Era como si la luz de las estrellas se dispersara.

Era como las olas chocando contra la tierra, como el descenso sin sentido de un pétalo suave.

Desde la [Gran Magia] de alguien — Los fragmentos de Locralen que fueron desmantelados por un ‘milagro’ se disipan lentamente. La clara luz solar fluye a través de la corriente.

Los restos de Locralen, que llenan este mundo, se dispersan.

Como piezas flotantes de vidrio transparente.

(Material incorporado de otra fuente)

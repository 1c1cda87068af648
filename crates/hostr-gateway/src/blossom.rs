//! Blob retrieval from the Blossom server.
//!
//! Blossom serves content-addressed blobs as `GET <base>/<sha256>`. The
//! gateway relays the body and content type verbatim; an upstream error
//! status is carried back to the caller together with the upstream body
//! text.

use bytes::Bytes;
use reqwest::header;

use crate::error::GatewayError;

/// A fetched blob: raw bytes plus the upstream-reported content type.
#[derive(Debug, Clone)]
pub struct Blob {
    pub bytes: Bytes,
    pub content_type: String,
}

/// Content type used when the Blossom server does not report one.
const FALLBACK_CONTENT_TYPE: &str = "application/octet-stream";

/// Fetch a blob by digest.
pub async fn fetch(
    http: &reqwest::Client,
    blossom_url: &str,
    digest: &str,
) -> Result<Blob, GatewayError> {
    let url = format!("{blossom_url}/{digest}");
    let response = http.get(&url).send().await?;

    let status = response.status();
    if status.as_u16() >= 300 {
        let body = response.text().await.unwrap_or_default();
        return Err(GatewayError::ContentStatus {
            status: status.as_u16(),
            body,
        });
    }

    let content_type = response
        .headers()
        .get(header::CONTENT_TYPE)
        .and_then(|value| value.to_str().ok())
        .unwrap_or(FALLBACK_CONTENT_TYPE)
        .to_string();

    let bytes = response.bytes().await?;

    Ok(Blob {
        bytes,
        content_type,
    })
}
//! Repository configuration
//!
//! Loaded from environment variables with development defaults, then checked
//! with [`RepositoryConfig::validate`] before a repository is built.

use std::time::Duration;

use crate::error::ConfigError;

/// Default cache entry lifetime in minutes.
pub const DEFAULT_CACHE_EXPIRY_MINUTES: u64 = 10;

/// Default collection (table) holding map documents.
pub const DEFAULT_COLLECTION: &str = "maps";

/// Default per-operation deadline in seconds.
pub const DEFAULT_CONTEXT_TIMEOUT_SECS: u64 = 2;

/// Settings shared by the lookup repository and the service wrapping it.
#[derive(Debug, Clone, PartialEq, Eq)]
pub struct RepositoryConfig {
    /// Lifetime of both primary and indirection cache entries.
    pub cache_ttl: Duration,
    /// Name of the collection the store keeps maps in.
    pub collection: String,
    /// Deadline applied to each service operation.
    pub operation_timeout: Duration,
}

impl Default for RepositoryConfig {
    fn default() -> Self {
        Self {
            cache_ttl: Duration::from_secs(DEFAULT_CACHE_EXPIRY_MINUTES * 60),
            collection: DEFAULT_COLLECTION.to_string(),
            operation_timeout: Duration::from_secs(DEFAULT_CONTEXT_TIMEOUT_SECS),
        }
    }
}

impl RepositoryConfig {
    pub fn new() -> Self {
        Self::default()
    }

    /// Create a config from environment variables.
    ///
    /// Environment variables:
    /// - `NAVMAP_CACHE_EXPIRY_MINUTES`: cache entry lifetime (default: 10)
    /// - `NAVMAP_COLLECTION`: collection name (default: "maps")
    /// - `NAVMAP_CONTEXT_TIMEOUT_SECS`: per-operation deadline (default: 2)
    pub fn from_env() -> Self {
        Self::from_lookup(|key| std::env::var(key).ok())
    }

    /// Same as [`from_env`](Self::from_env) with an injectable variable source.
    pub fn from_lookup<F>(lookup: F) -> Self
    where
        F: Fn(&str) -> Option<String>,
    {
        let cache_expiry_minutes = lookup("NAVMAP_CACHE_EXPIRY_MINUTES")
            .and_then(|s| s.trim().parse().ok())
            .unwrap_or(DEFAULT_CACHE_EXPIRY_MINUTES);

        let collection = lookup("NAVMAP_COLLECTION")
            .map(|s| s.trim().to_string())
            .filter(|s| !s.is_empty())
            .unwrap_or_else(|| DEFAULT_COLLECTION.to_string());

        let timeout_secs = lookup("NAVMAP_CONTEXT_TIMEOUT_SECS")
            .and_then(|s| s.trim().parse().ok())
            .unwrap_or(DEFAULT_CONTEXT_TIMEOUT_SECS);

        Self {
            cache_ttl: Duration::from_secs(cache_expiry_minutes * 60),
            collection,
            operation_timeout: Duration::from_secs(timeout_secs),
        }
    }

    pub fn with_cache_ttl(mut self, ttl: Duration) -> Self {
        self.cache_ttl = ttl;
        self
    }

    pub fn with_collection(mut self, collection: impl Into<String>) -> Self {
        self.collection = collection.into();
        self
    }

    pub fn with_operation_timeout(mut self, timeout: Duration) -> Self {
        self.operation_timeout = timeout;
        self
    }

    /// Reject values no backend can work with.
    pub fn validate(&self) -> Result<(), ConfigError> {
        if self.cache_ttl.is_zero() {
            return Err(ConfigError::InvalidValue {
                field: "cache_ttl".to_string(),
                value: format!("{:?}", self.cache_ttl),
                reason: "must be greater than zero".to_string(),
            });
        }
        if self.operation_timeout.is_zero() {
            return Err(ConfigError::InvalidValue {
                field: "operation_timeout".to_string(),
                value: format!("{:?}", self.operation_timeout),
                reason: "must be greater than zero".to_string(),
            });
        }
        validate_identifier("collection", &self.collection)
    }
}

/// Check that `value` is a plain SQL-style identifier.
///
/// Collection names end up inside statements the store builds, so only
/// `[A-Za-z_][A-Za-z0-9_]*` is accepted.
pub fn validate_identifier(field: &str, value: &str) -> Result<(), ConfigError> {
    if value.is_empty() {
        return Err(ConfigError::MissingRequired {
            field: field.to_string(),
        });
    }
    let mut chars = value.chars();
    let head_ok = chars
        .next()
        .map(|c| c.is_ascii_alphabetic() || c == '_')
        .unwrap_or(false);
    if !head_ok || !chars.all(|c| c.is_ascii_alphanumeric() || c == '_') {
        return Err(ConfigError::InvalidValue {
            field: field.to_string(),
            value: value.to_string(),
            reason: "must match [A-Za-z_][A-Za-z0-9_]*".to_string(),
        });
    }
    Ok(())
}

Un paisaje de ensueño que era tan hermoso y tan increíblemente surrealista que Epherene tuvo que contener las lágrimas.

“… Es extraño.”

Mirando el caos del tiempo dispersándose y desapareciendo, habló en lugar de sus lágrimas.

“Aun así…”

Un año y tres meses.

Esos 15 largos meses permanecen en el corazón de Epherene. Todos los días pasados con él serán los más preciados y recordados hasta el final.

“Fui tan feliz.”

Tan feliz.

Incluso en Locralen, donde todo estaba estancado y el concepto del tiempo había desaparecido, ella estuvo con él.

Los días que nunca pasaron y los días estancados fueron bastante satisfactorios y agradables.

“Debería estar satisfecha.”

Pero ahora, ella ha despertado de un sueño tan feliz.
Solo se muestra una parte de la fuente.